Entries taken from a collection:
┄┄┄┄┄┄┄┄┄┄┄┄┄┄┄┄┄┄┄┄

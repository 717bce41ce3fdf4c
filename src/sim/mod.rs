//! Deterministic simulation module
//!
//! All gameplay logic lives here. This module must be pure and deterministic:
//! - One tick per frame, no wall-clock time
//! - Seeded RNG only
//! - Stable iteration order (spawn order)
//! - Drawing only through the `Surface` boundary

pub mod autopilot;
pub mod entity;
pub mod state;
pub mod tick;

pub use autopilot::autopilot;
pub use entity::{Obstacle, Player, Rect};
pub use state::{Field, GamePhase, GameState};
pub use tick::{TickInput, random_int_in_range, spawn_obstacle, tick};
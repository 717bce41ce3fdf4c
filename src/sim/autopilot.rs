//! Idle/demo mode - a simple bot that plays the game
//!
//! Reads the state and produces the input a player would hold this tick:
//! start when idle, squat under flying obstacles, jump over ground ones.

use super::entity::Obstacle;
use super::state::{GamePhase, GameState};
use super::tick::TickInput;

/// Ticks of warning before a ground obstacle reaches the player
const JUMP_LOOKAHEAD_TICKS: f32 = 8.0;
/// Squatting needs longer: the shorter body has to fall to the floor first
const SQUAT_LOOKAHEAD_TICKS: f32 = 14.0;

/// Decide this tick's input from the current state
pub fn autopilot(state: &GameState) -> TickInput {
    if state.phase == GamePhase::Idle {
        return TickInput {
            start: true,
            ..Default::default()
        };
    }

    let player = &state.player;
    let grounded = player.is_grounded(state.field.height);

    let threat = |obstacle: &Obstacle, lookahead: f32| {
        let gap = obstacle.rect.left() - player.rect.right();
        obstacle.rect.right() > player.rect.left() && gap < state.speed * lookahead
    };

    let squat = state
        .obstacles
        .iter()
        .filter(|o| o.flying)
        .any(|o| threat(o, SQUAT_LOOKAHEAD_TICKS));

    let ground_threat = state
        .obstacles
        .iter()
        .filter(|o| !o.flying)
        .any(|o| threat(o, JUMP_LOOKAHEAD_TICKS));

    // Let go after landing so the next press can start a fresh jump
    let jump = ground_threat && !(grounded && state.jump_timer > 0);

    TickInput {
        start: false,
        jump,
        squat: squat && !jump,
    }
}

#[cfg(test)]
mod tests {
    use super::*;
    use crate::renderer::RecordingSurface;
    use crate::sim::entity::{Player, Rect};
    use crate::sim::state::Field;
    use crate::sim::tick::tick;
    use crate::tuning::Tuning;

    fn running() -> GameState {
        let mut state = GameState::new(
            Field {
                width: 800.0,
                height: 400.0,
            },
            Player::new(Rect::new(25.0, 350.0, 50.0, 50.0)),
            Tuning::default(),
            1,
        );
        state.phase = GamePhase::Running;
        state
    }

    #[test]
    fn test_starts_when_idle() {
        let mut state = running();
        state.phase = GamePhase::Idle;
        assert!(autopilot(&state).start);
    }

    #[test]
    fn test_clear_field_holds_nothing() {
        let state = running();
        assert_eq!(autopilot(&state), TickInput::default());
    }

    #[test]
    fn test_jumps_over_near_ground_obstacle() {
        let mut state = running();
        state
            .obstacles
            .push_back(Obstacle::new(Rect::new(90.0, 350.0, 50.0, 50.0), false));
        let input = autopilot(&state);
        assert!(input.jump);
        assert!(!input.squat);
    }

    #[test]
    fn test_ignores_far_obstacle() {
        let mut state = running();
        state
            .obstacles
            .push_back(Obstacle::new(Rect::new(600.0, 350.0, 50.0, 50.0), false));
        assert!(!autopilot(&state).jump);
    }

    #[test]
    fn test_squats_under_flying_obstacle() {
        let mut state = running();
        state
            .obstacles
            .push_back(Obstacle::new(Rect::new(100.0, 310.0, 50.0, 50.0), true));
        let input = autopilot(&state);
        assert!(input.squat);
        assert!(!input.jump);
    }

    #[test]
    fn test_releases_jump_after_landing() {
        let mut state = running();
        state.jump_timer = 15;
        state
            .obstacles
            .push_back(Obstacle::new(Rect::new(90.0, 350.0, 50.0, 50.0), false));
        assert!(!autopilot(&state).jump);
    }

    #[test]
    fn test_drives_a_run() {
        let mut state = running();
        state.phase = GamePhase::Idle;
        let mut surface = RecordingSurface::new();
        let mut longest = 0;
        let mut saw_spawn = false;
        for _ in 0..600 {
            let input = autopilot(&state);
            tick(&mut state, &input, &mut surface);
            surface.reset();
            longest = longest.max(state.time_ticks);
            saw_spawn |= state.spawned > 0;
        }
        // Nothing can end a run before the first spawn at tick 200
        assert!(longest >= 200);
        assert!(saw_spawn);
    }
}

┄┄┄┄┄┄┄┄┄┄┄┄┄┄┄┄┄┄┄┄

TASK DETAILS:
The lines to retype run from the start of the entries through the line containing "over ground ones."; reproduce them exactly and add nothing.

EXERCISE OUTPUT:
repository 717bce41ce3fdf4c
filename src/sim/mod.rs
//! Deterministic simulation module
//!
//! All gameplay logic lives here. This module must be pure and deterministic:
//! - One tick per frame, no wall-clock time
//! - Seeded RNG only
//! - Stable iteration order (spawn order)
//! - Drawing only through the `Surface` boundary

pub mod autopilot;
pub mod entity;
pub mod state;
pub mod tick;

pub use autopilot::autopilot;
pub use entity::{Obstacle, Player, Rect};
pub use state::{Field, GamePhase, GameState};
pub use tick::{TickInput, random_int_in_range, spawn_obstacle, tick};
repository 717bce41ce3fdf4c
filename src/sim/autopilot.rs
//! Idle/demo mode - a simple bot that plays the game
//!
//! Reads the state and produces the input a player would hold this tick:
//! start when idle, squat under flying obstacles, jump over ground ones.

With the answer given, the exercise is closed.